Each entry needs to be reproduced exactly, with none left out.

■ ■ ■ ■

impl fmt::Debug for InstanceCleanHook {
    fn fmt(&self, f: &mut fmt::Formatter<'_>) -> fmt::Result {
        f.write_str("InstanceCleanHook")
    }
}

/// A declared composite (embedded value object) attribute.
///
/// Field columns are declared unprefixed; the backing parent-table columns
/// use the `_{attr}_{field}` naming scheme. When the value object declares
/// no columns, its constructor argument names stand in as untyped fields.
#[derive(Debug, Clone, Serialize)]
pub struct CompositeDef {
    /// Attribute name on the owning class.
    pub name: String,
    /// Value object type name.
    pub type_name: String,
    /// Declared field columns, unprefixed.
    pub columns: Vec<ColumnDef>,
    /// Constructor argument names, used when `columns` is empty.
    pub ctor_args: Vec<String>,
    /// Composite-level validators.
    #[serde(skip)]
    pub validators: Vec<Validator<CompositeValue>>,
    /// Optional cleaning hook on the value object.
    #[serde(skip)]
    pub clean: Option<CompositeCleanHook>,
}

impl CompositeDef {
    /// Create a composite definition.
    pub fn new(name: impl Into<String>, type_name: impl Into<String>) -> Self {
        Self {
            name: name.into(),
            type_name: type_name.into(),
            columns: Vec::new(),
            ctor_args: Vec::new(),
            validators: Vec::new(),
            clean: None,
        }
    }

    /// Append a declared field column.
    #[must_use]
    pub fn column(mut self, column: ColumnDef) -> Self {
        self.columns.push(column);
        self
    }

    /// Declare constructor argument names.
    #[must_use]
    pub fn ctor_args<I, S>(mut self, args: I) -> Self
    where
        I: IntoIterator<Item = S>,
        S: Into<String>,
    {
        self.ctor_args = args.into_iter().map(Into::into).collect();
        self
    }

    /// Append a composite-level validator.
    #[must_use]
    pub fn validator(mut self, validator: Validator<CompositeValue>) -> Self {
        self.validators.push(validator);
        self
    }

    /// Set the cleaning hook.
    #[must_use]
    pub fn clean_hook(mut self, hook: CompositeCleanHook) -> Self {
        self.clean = Some(hook);
        self
    }

    /// Backing column name on the parent table for one of this composite's
    /// fields.
    #[must_use]
    pub fn backing_column(&self, field: &str) -> String {
        format!("_{}_{}", self.name, field)
    }
}

/// Everything declared about one mapped class.
#[derive(Debug, Clone, Serialize)]
pub struct MapperDef {
    /// The mapped class.
    pub entity: EntityKey,
    /// The mapped table.
    pub table: TableDef,
    /// Declared composites.
    pub composites: Vec<CompositeDef>,
    /// Declared relationships.
    pub relations: Vec<RelationDef>,
    /// Model-level validators.
    #[serde(skip)]
    pub validators: Vec<Validator<EntityRef>>,
    /// Optional instance cleaning hook.
    #[serde(skip)]
    pub clean: Option<InstanceCleanHook>,
}

impl MapperDef {
    /// Create a mapper for `entity` over `table`.
    pub fn new(entity: impl Into<EntityKey>, table: TableDef) -> Self {
        Self {
            entity: entity.into(),
            table,
            composites: Vec::new(),
            relations: Vec::new(),
            validators: Vec::new(),
            clean: None,
        }
    }

    /// Append a composite.
    #[must_use]
    pub fn composite(mut self, composite: CompositeDef) -> Self {
        self.composites.push(composite);
        self
    }

    /// Append a relationship.
    #[must_use]
    pub fn relation(mut self, relation: RelationDef) -> Self {
        self.relations.push(relation);
        self
    }

    /// Append a model-level validator.
    #[must_use]
    pub fn validator(mut self, validator: Validator<EntityRef>) -> Self {
        self.validators.push(validator);
        self
    }

    /// Set the instance cleaning hook.
    #[must_use]
    pub fn clean_hook(mut self, hook: InstanceCleanHook) -> Self {
        self.clean = Some(hook);
        self
    }
}

#[cfg(test)]
mod tests {
    use super::*;

    #[test]
    fn test_column_defaults() {
        let col = ColumnDef::new("name", LogicalType::Text);
        assert!(col.nullable);
        assert!(!col.primary_key);
        assert!(col.default.is_none());
    }

    #[test]
    fn test_primary_key_clears_nullable() {
        let col = ColumnDef::new("id", LogicalType::Integer).primary_key();
        assert!(col.primary_key);
        assert!(!col.nullable);
    }

    #[test]
    fn test_table_primary_key_order_follows_declaration() {
        let table = TableDef::new("t")
            .column(ColumnDef::new("b", LogicalType::Integer).primary_key())
            .column(ColumnDef::new("a", LogicalType::Integer).primary_key())
            .column(ColumnDef::new("x", LogicalType::Text));
        let pk: Vec<_> = table
            .primary_key_columns()
            .iter()
            .map(|c| c.name.as_str())
            .collect();
        assert_eq!(pk, vec!["b", "a"]);
    }

    #[test]
    fn test_foreign_key_pairs_stay_positional() {
        let fk = ForeignKeyDef::new("owners")
            .pair("owner_first", "first_name")
            .pair("owner_last", "last_name");
        assert_eq!(fk.columns, vec!["owner_first", "owner_last"]);
        assert_eq!(fk.referred_columns, vec!["first_name", "last_name"]);
    }

    #[test]
    fn test_composite_backing_column_naming() {
        let comp = CompositeDef::new("address", "Address");
        assert_eq!(comp.backing_column("street"), "_address_street");
    }

    #[test]
    fn test_relation_kind_collections() {
        assert!(RelationKind::OneToMany.is_to_many());
        assert!(RelationKind::ManyToMany.is_to_many());
        assert!(!RelationKind::ManyToOne.is_to_many());
        assert_eq!(RelationKind::default(), RelationKind::ManyToOne);
    }

    #[test]
    fn test_mapper_serializes_without_callables() {
        let mapper = MapperDef::new(
            "Vehicle",
            TableDef::new("vehicles")
                .column(ColumnDef::new("id", LogicalType::Integer).primary_key()),
        )
        .validator(Validator::new("noop", |_: &EntityRef| Ok(())));
        let json = serde_json::to_value(&mapper).unwrap();
        assert_eq!(json["entity"], serde_json::json!("Vehicle"));
        assert!(json.get("validators").is_none());
    }
}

■ ■ ■ ■

_Response to this exercise:_
impl fmt::Debug for InstanceCleanHook {
    fn fmt(&self, f: &mut fmt::Formatter<'_>) -> fmt::Result {
        f.write_str("InstanceCleanHook")
    }
}

/// A declared composite (embedded value object) attribute.
///
/// Field columns are declared unprefixed; the backing parent-table columns
/// use the `_{attr}_{field}` naming scheme. When the value object declares
/// no columns, its constructor argument names stand in as untyped fields.
#[derive(Debug, Clone, Serialize)]
pub struct CompositeDef {
    /// Attribute name on the owning class.
    pub name: String,
    /// Value object type name.
    pub type_name: String,
    /// Declared field columns, unprefixed.
    pub columns: Vec<ColumnDef>,
    /// Constructor argument names, used when `columns` is empty.
    pub ctor_args: Vec<String>,
    /// Composite-level validators.
    #[serde(skip)]
    pub validators: Vec<Validator<CompositeValue>>,
    /// Optional cleaning hook on the value object.
    #[serde(skip)]
    pub clean: Option<CompositeCleanHook>,
}

impl CompositeDef {
    /// Create a composite definition.
    pub fn new(name: impl Into<String>, type_name: impl Into<String>) -> Self {
        Self {
            name: name.into(),
            type_name: type_name.into(),
            columns: Vec::new(),
            ctor_args: Vec::new(),
            validators: Vec::new(),
            clean: None,
        }
    }

    /// Append a declared field column.
    #[must_use]
    pub fn column(mut self, column: ColumnDef) -> Self {
        self.columns.push(column);
        self
    }

    /// Declare constructor argument names.
    #[must_use]
    pub fn ctor_args<I, S>(mut self, args: I) -> Self
    where
        I: IntoIterator<Item = S>,
        S: Into<String>,
    {
        self.ctor_args = args.into_iter().map(Into::into).collect();
        self
    }

    /// Append a composite-level validator.
    #[must_use]
    pub fn validator(mut self, validator: Validator<CompositeValue>) -> Self {
        self.validators.push(validator);
        self
    }

    /// Set the cleaning hook.
    #[must_use]
    pub fn clean_hook(mut self, hook: CompositeCleanHook) -> Self {
        self.clean = Some(hook);
        self
    }

    /// Backing column name on the parent table for one of this composite's
    /// fields.
    #[must_use]
    pub fn backing_column(&self, field: &str) -> String {
        format!("_{}_{}", self.name, field)
    }
}

/// Everything declared about one mapped class.
#[derive(Debug, Clone, Serialize)]
pub struct MapperDef {
    /// The mapped class.
    pub entity: EntityKey,
    /// The mapped table.
    pub table: TableDef,
    /// Declared composites.
    pub composites: Vec<CompositeDef>,
    /// Declared relationships.
    pub relations: Vec<RelationDef>,
    /// Model-level validators.
    #[serde(skip)]
    pub validators: Vec<Validator<EntityRef>>,
    /// Optional instance cleaning hook.
    #[serde(skip)]
    pub clean: Option<InstanceCleanHook>,
}

impl MapperDef {
    /// Create a mapper for `entity` over `table`.
    pub fn new(entity: impl Into<EntityKey>, table: TableDef) -> Self {
        Self {
            entity: entity.into(),
            table,
            composites: Vec::new(),
            relations: Vec::new(),
            validators: Vec::new(),
            clean: None,
        }
    }

    /// Append a composite.
    #[must_use]
    pub fn composite(mut self, composite: CompositeDef) -> Self {
        self.composites.push(composite);
        self
    }

    /// Append a relationship.
    #[must_use]
    pub fn relation(mut self, relation: RelationDef) -> Self {
        self.relations.push(relation);
        self
    }

    /// Append a model-level validator.
    #[must_use]
    pub fn validator(mut self, validator: Validator<EntityRef>) -> Self {
        self.validators.push(validator);
        self
    }

    /// Set the instance cleaning hook.
    #[must_use]
    pub fn clean_hook(mut self, hook: InstanceCleanHook) -> Self {
        self.clean = Some(hook);
        self
    }
}

#[cfg(test)]
mod tests {
    use super::*;

    #[test]
    fn test_column_defaults() {
        let col = ColumnDef::new("name", LogicalType::Text);
        assert!(col.nullable);
        assert!(!col.primary_key);
        assert!(col.default.is_none());
    }

    #[test]
    fn test_primary_key_clears_nullable() {
        let col = ColumnDef::new("id", LogicalType::Integer).primary_key();
        assert!(col.primary_key);
        assert!(!col.nullable);
    }

    #[test]
    fn test_table_primary_key_order_follows_declaration() {
        let table = TableDef::new("t")
            .column(ColumnDef::new("b", LogicalType::Integer).primary_key())
            .column(ColumnDef::new("a", LogicalType::Integer).primary_key())
            .column(ColumnDef::new("x", LogicalType::Text));
        let pk: Vec<_> = table
            .primary_key_columns()
            .iter()
            .map(|c| c.name.as_str())
            .collect();
        assert_eq!(pk, vec!["b", "a"]);
    }

    #[test]
    fn test_foreign_key_pairs_stay_positional() {
        let fk = ForeignKeyDef::new("owners")
            .pair("owner_first", "first_name")
            .pair("owner_last", "last_name");
        assert_eq!(fk.columns, vec!["owner_first", "owner_last"]);
        assert_eq!(fk.referred_columns, vec!["first_name", "last_name"]);
    }

    #[test]
    fn test_composite_backing_column_naming() {
        let comp = CompositeDef::new("address", "Address");
        assert_eq!(comp.backing_column("street"), "_address_street");
    }

    #[test]
    fn test_relation_kind_collections() {
        assert!(RelationKind::OneToMany.is_to_many());
        assert!(RelationKind::ManyToMany.is_to_many());
        assert!(!RelationKind::ManyToOne.is_to_many());
        assert_eq!(RelationKind::default(), RelationKind::ManyToOne);
    }

    #[test]
    fn test_mapper_serializes_without_callables() {
        let mapper = MapperDef::new(
            "Vehicle",
            TableDef::new("vehicles")
                .column(ColumnDef::new("id", LogicalType::Integer).primary_key()),
        )
        .validator(Validator::new("noop", |_: &EntityRef| Ok(())));
        let json = serde_json::to_value(&mapper).unwrap();
        assert_eq!(json["entity"], serde_json::json!("Vehicle"));
        assert!(json.get("validators").is_none());
    }
}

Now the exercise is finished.